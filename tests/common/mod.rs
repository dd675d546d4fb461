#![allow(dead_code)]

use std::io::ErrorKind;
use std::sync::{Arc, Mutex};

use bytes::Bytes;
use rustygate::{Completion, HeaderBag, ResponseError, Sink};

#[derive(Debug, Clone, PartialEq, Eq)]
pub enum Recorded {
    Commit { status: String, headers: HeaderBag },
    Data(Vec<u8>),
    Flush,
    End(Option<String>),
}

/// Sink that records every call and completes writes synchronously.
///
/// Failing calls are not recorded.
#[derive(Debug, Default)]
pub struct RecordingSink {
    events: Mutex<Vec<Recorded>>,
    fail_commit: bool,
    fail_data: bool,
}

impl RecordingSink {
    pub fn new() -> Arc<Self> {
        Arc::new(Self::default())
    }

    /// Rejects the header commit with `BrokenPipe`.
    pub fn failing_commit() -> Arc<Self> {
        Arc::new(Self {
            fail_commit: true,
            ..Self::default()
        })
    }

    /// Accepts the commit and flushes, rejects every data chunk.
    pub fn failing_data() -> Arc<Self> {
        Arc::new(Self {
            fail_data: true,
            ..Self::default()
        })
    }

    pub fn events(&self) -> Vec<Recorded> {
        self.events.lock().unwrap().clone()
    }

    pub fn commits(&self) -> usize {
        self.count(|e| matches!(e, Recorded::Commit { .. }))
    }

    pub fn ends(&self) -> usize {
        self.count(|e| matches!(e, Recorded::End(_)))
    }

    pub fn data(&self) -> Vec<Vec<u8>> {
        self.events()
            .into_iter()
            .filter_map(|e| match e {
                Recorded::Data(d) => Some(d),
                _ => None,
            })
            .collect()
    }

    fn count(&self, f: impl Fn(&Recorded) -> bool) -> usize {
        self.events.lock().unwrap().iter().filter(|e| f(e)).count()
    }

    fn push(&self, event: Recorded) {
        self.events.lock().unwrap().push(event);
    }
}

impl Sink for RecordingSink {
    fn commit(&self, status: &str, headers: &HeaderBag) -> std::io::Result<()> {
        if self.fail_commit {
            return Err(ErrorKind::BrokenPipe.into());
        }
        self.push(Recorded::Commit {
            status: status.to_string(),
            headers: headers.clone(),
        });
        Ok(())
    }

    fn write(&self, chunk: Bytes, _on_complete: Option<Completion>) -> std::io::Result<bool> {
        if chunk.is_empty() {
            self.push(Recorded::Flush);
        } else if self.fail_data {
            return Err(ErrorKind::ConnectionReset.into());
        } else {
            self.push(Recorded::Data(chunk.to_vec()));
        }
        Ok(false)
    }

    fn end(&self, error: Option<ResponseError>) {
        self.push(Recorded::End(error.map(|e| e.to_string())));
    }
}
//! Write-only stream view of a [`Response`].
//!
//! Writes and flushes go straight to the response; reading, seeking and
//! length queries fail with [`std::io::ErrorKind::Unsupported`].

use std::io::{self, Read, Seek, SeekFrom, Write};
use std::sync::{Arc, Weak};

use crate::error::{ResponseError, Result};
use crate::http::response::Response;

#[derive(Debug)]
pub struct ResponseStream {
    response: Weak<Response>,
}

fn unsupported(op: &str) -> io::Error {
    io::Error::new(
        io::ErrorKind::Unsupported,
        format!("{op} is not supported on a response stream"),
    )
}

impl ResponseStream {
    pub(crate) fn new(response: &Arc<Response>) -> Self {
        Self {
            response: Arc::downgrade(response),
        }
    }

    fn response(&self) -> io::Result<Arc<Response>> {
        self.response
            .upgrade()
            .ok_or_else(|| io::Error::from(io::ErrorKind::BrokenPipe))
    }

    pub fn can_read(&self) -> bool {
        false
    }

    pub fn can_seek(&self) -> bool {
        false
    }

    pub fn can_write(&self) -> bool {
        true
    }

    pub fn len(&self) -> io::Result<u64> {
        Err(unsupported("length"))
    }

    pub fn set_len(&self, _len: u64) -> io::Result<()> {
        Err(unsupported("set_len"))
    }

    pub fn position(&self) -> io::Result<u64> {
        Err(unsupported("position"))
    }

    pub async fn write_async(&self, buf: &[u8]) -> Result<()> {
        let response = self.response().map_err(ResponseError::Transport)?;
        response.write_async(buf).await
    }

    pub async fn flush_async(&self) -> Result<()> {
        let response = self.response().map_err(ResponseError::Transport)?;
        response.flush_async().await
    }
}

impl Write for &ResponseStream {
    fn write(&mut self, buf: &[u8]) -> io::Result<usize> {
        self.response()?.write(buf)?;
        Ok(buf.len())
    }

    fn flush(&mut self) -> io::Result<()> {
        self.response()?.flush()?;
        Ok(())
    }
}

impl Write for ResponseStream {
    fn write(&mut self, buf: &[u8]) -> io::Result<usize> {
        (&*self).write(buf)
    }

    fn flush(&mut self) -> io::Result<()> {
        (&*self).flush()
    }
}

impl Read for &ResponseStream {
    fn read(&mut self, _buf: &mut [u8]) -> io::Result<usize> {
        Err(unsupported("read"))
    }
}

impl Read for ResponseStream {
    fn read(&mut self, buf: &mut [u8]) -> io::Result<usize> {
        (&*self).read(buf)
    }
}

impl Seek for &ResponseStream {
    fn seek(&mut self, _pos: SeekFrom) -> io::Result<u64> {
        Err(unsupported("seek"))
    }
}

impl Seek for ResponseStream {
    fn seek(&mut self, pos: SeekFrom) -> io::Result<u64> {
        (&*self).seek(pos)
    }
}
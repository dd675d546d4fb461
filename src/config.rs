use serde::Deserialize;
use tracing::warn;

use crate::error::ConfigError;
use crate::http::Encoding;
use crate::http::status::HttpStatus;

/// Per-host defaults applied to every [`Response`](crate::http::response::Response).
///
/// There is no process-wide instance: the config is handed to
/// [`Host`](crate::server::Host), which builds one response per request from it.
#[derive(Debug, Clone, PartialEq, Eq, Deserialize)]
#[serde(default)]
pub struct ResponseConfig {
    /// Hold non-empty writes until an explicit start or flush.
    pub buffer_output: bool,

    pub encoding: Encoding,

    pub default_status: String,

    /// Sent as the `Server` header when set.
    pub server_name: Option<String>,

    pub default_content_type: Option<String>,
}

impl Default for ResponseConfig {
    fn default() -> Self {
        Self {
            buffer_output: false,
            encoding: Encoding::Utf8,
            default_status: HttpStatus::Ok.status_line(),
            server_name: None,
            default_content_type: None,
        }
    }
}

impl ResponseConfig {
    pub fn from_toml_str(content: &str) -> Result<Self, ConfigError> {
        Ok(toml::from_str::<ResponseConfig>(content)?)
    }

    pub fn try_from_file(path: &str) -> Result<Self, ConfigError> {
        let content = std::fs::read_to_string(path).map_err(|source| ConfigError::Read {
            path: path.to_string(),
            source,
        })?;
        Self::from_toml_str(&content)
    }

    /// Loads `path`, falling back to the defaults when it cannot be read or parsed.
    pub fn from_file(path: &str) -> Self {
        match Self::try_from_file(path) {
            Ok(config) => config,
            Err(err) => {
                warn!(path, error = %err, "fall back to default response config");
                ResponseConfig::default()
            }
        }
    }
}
********
▸ How to complete this task: This exercise requires the number of lines in the entries holding the word "defaults", written alone.

▸ Written response: 2